Records below:
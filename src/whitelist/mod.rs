//! Trusted-domain whitelist.
//!
//! A built-in list of widely used domains plus custom domains added at
//! runtime. A domain is trusted when it equals a listed domain or is one of its
//! subdomains. Consulted by checks only under `WhitelistPolicy::SkipTrusted`.

use std::collections::{BTreeSet, HashSet};
use std::sync::{PoisonError, RwLock};

use log::debug;

/// Decides whether a domain is trusted.
pub trait DomainTrust: Send + Sync {
    /// Whether `domain` is trusted. Blank input is never trusted.
    fn is_trusted(&self, domain: &str) -> bool;
}

const DEFAULT_TRUSTED_DOMAINS: &[&str] = &[
    // Search and mail
    "google.com",
    "gmail.com",
    "google.ru",
    "yandex.ru",
    "yandex.com",
    "ya.ru",
    "mail.ru",
    "rambler.ru",
    // Social
    "vk.com",
    "vk.ru",
    "ok.ru",
    "odnoklassniki.ru",
    "facebook.com",
    "fb.com",
    "instagram.com",
    "twitter.com",
    "x.com",
    "linkedin.com",
    "tiktok.com",
    "telegram.org",
    // Video
    "youtube.com",
    "youtu.be",
    "rutube.ru",
    "twitch.tv",
    "vimeo.com",
    // Development
    "github.com",
    "gitlab.com",
    "stackoverflow.com",
    "stackexchange.com",
    "habr.com",
    // Shopping and reference
    "wikipedia.org",
    "amazon.com",
    "amazon.ru",
    "ozon.ru",
    "wildberries.ru",
    "avito.ru",
    "aliexpress.com",
    "aliexpress.ru",
    // Banks
    "sberbank.ru",
    "sbrf.ru",
    "tinkoff.ru",
    "alfabank.ru",
    "vtb.ru",
    // Government services
    "gosuslugi.ru",
    "esia.gosuslugi.ru",
    // Storage
    "drive.google.com",
    "dropbox.com",
    "cloud.mail.ru",
    "disk.yandex.ru",
    // Messaging
    "web.whatsapp.com",
    "web.telegram.org",
    // Other
    "microsoft.com",
    "office.com",
    "apple.com",
    "icloud.com",
    "reddit.com",
    "zoom.us",
];

/// Built-in trusted domains plus runtime additions.
#[derive(Debug, Default)]
pub struct TrustedDomains {
    custom: RwLock<HashSet<String>>,
}

fn normalize_domain(domain: &str) -> String {
    domain.trim().to_lowercase()
}

fn matches(domain: &str, trusted: &str) -> bool {
    domain == trusted
        || domain
            .strip_suffix(trusted)
            .is_some_and(|prefix| prefix.ends_with('.'))
}

impl TrustedDomains {
    /// Whitelist with only the built-in domains.
    pub fn new() -> Self {
        Self::default()
    }

    /// Whitelist with the built-in domains and `custom`.
    pub fn with_custom<I, S>(custom: I) -> Self
    where
        I: IntoIterator<Item = S>,
        S: AsRef<str>,
    {
        let trusted = Self::new();
        for domain in custom {
            trusted.add_custom_domain(domain.as_ref());
        }
        trusted
    }

    /// Adds a custom domain. Returns `false` for blank or already present input.
    pub fn add_custom_domain(&self, domain: &str) -> bool {
        let normalized = normalize_domain(domain);
        if normalized.is_empty() {
            return false;
        }
        let added = self
            .custom
            .write()
            .unwrap_or_else(PoisonError::into_inner)
            .insert(normalized);
        if added {
            debug!("Trusted custom domain {domain}");
        }
        added
    }

    /// Removes a custom domain. Returns whether it was present.
    pub fn remove_custom_domain(&self, domain: &str) -> bool {
        self.custom
            .write()
            .unwrap_or_else(PoisonError::into_inner)
            .remove(&normalize_domain(domain))
    }

    /// Removes every custom domain.
    pub fn clear_custom_domains(&self) {
        self.custom
            .write()
            .unwrap_or_else(PoisonError::into_inner)
            .clear();
    }

    /// Custom domains, sorted.
    pub fn custom_domains(&self) -> BTreeSet<String> {
        self.custom
            .read()
            .unwrap_or_else(PoisonError::into_inner)
            .iter()
            .cloned()
            .collect()
    }

    /// Built-in and custom domains, sorted.
    pub fn all_trusted_domains(&self) -> BTreeSet<String> {
        let mut all = self.custom_domains();
        all.extend(DEFAULT_TRUSTED_DOMAINS.iter().map(|d| d.to_string()));
        all
    }
}

impl DomainTrust for TrustedDomains {
    fn is_trusted(&self, domain: &str) -> bool {
        let domain = normalize_domain(domain);
        if domain.is_empty() {
            return false;
        }
        if DEFAULT_TRUSTED_DOMAINS.iter().any(|t| matches(&domain, t)) {
            return true;
        }
        self.custom
            .read()
            .unwrap_or_else(PoisonError::into_inner)
            .iter()
            .any(|t| matches(&domain, t))
    }
}

#[cfg(test)]
mod tests {
    use super::*;

    #[test]
    fn test_default_domains_and_subdomains() {
        let trusted = TrustedDomains::new();
        assert!(trusted.is_trusted("github.com"));
        assert!(trusted.is_trusted("  GitHub.COM "));
        assert!(trusted.is_trusted("gist.github.com"));
        assert!(!trusted.is_trusted("evilgithub.com"));
        assert!(!trusted.is_trusted("github.com.evil.test"));
        assert!(!trusted.is_trusted(""));
        assert!(!trusted.is_trusted("   "));
    }

    #[test]
    fn test_custom_domains_lifecycle() {
        let trusted = TrustedDomains::new();
        assert!(!trusted.is_trusted("intranet.corp"));

        assert!(trusted.add_custom_domain(" Intranet.Corp "));
        assert!(!trusted.add_custom_domain("intranet.corp"));
        assert!(!trusted.add_custom_domain("  "));
        assert!(trusted.is_trusted("wiki.intranet.corp"));
        assert_eq!(
            trusted.custom_domains().into_iter().collect::<Vec<_>>(),
            vec!["intranet.corp".to_string()]
        );

        assert!(trusted.remove_custom_domain("INTRANET.corp"));
        assert!(!trusted.remove_custom_domain("intranet.corp"));
        assert!(!trusted.is_trusted("intranet.corp"));
    }

    #[test]
    fn test_clear_and_all_trusted() {
        let trusted = TrustedDomains::with_custom(["a.test", "b.test"]);
        let all = trusted.all_trusted_domains();
        assert!(all.contains("a.test"));
        assert!(all.contains("zoom.us"));
        assert_eq!(all.len(), DEFAULT_TRUSTED_DOMAINS.len() + 2);

        trusted.clear_custom_domains();
        assert!(trusted.custom_domains().is_empty());
        assert!(!trusted.is_trusted("a.test"));
    }
}
//! Mail exchanger record queries.

use std::time::Duration;

use anyhow::{Error, Result};
use hickory_resolver::error::{ResolveError, ResolveErrorKind};
use hickory_resolver::proto::rr::{RData, RecordType};
use hickory_resolver::TokioAsyncResolver;

use crate::config::DNS_LOOKUP_GUARD_SECS;

/// Queries MX (mail exchanger) records for a domain.
///
/// # Returns
///
/// The raw records as `"<preference> <exchange>"` strings, in the order the
/// resolver returned them. An empty vector means the domain has no MX records.
///
/// # Errors
///
/// Returns an error for real lookup failures (timeouts, network errors).
/// "No records" answers, including NXDomain, are reported as an empty vector.
pub async fn lookup_mx_records(domain: &str, resolver: &TokioAsyncResolver) -> Result<Vec<String>> {
    let lookup = tokio::time::timeout(
        Duration::from_secs(DNS_LOOKUP_GUARD_SECS),
        resolver.lookup(domain, RecordType::MX),
    )
    .await
    .map_err(|_| Error::msg(format!("MX lookup for {domain} timed out")))?;

    match lookup {
        Ok(lookup) => Ok(lookup
            .iter()
            .filter_map(|rdata| {
                if let RData::MX(mx) = rdata {
                    Some(format!("{} {}", mx.preference(), mx.exchange()))
                } else {
                    None
                }
            })
            .collect()),
        // Domains without mail servers are common and not a failure
        Err(e) if is_empty_answer(&e) => Ok(Vec::new()),
        Err(e) => {
            if matches!(e.kind(), ResolveErrorKind::Timeout) {
                log::warn!("MX record lookup timed out for {domain}: {e}");
            } else {
                log::warn!("Failed to lookup MX records for {domain}: {e}");
            }
            Err(e.into())
        }
    }
}

/// Whether a lookup failed only because the answer was empty (NoError or NXDomain).
fn is_empty_answer(error: &ResolveError) -> bool {
    matches!(error.kind(), ResolveErrorKind::NoRecordsFound { .. })
}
End of Records.
Here the output must be the lines above from the line with "subdomains. Consulted by" to the line with "is never trusted.", both included, duplicated word for word and nothing else.

//! subdomains. Consulted by checks only under `WhitelistPolicy::SkipTrusted`.

use std::collections::{BTreeSet, HashSet};
use std::sync::{PoisonError, RwLock};

use log::debug;

/// Decides whether a domain is trusted.
pub trait DomainTrust: Send + Sync {
    /// Whether `domain` is trusted. Blank input is never trusted.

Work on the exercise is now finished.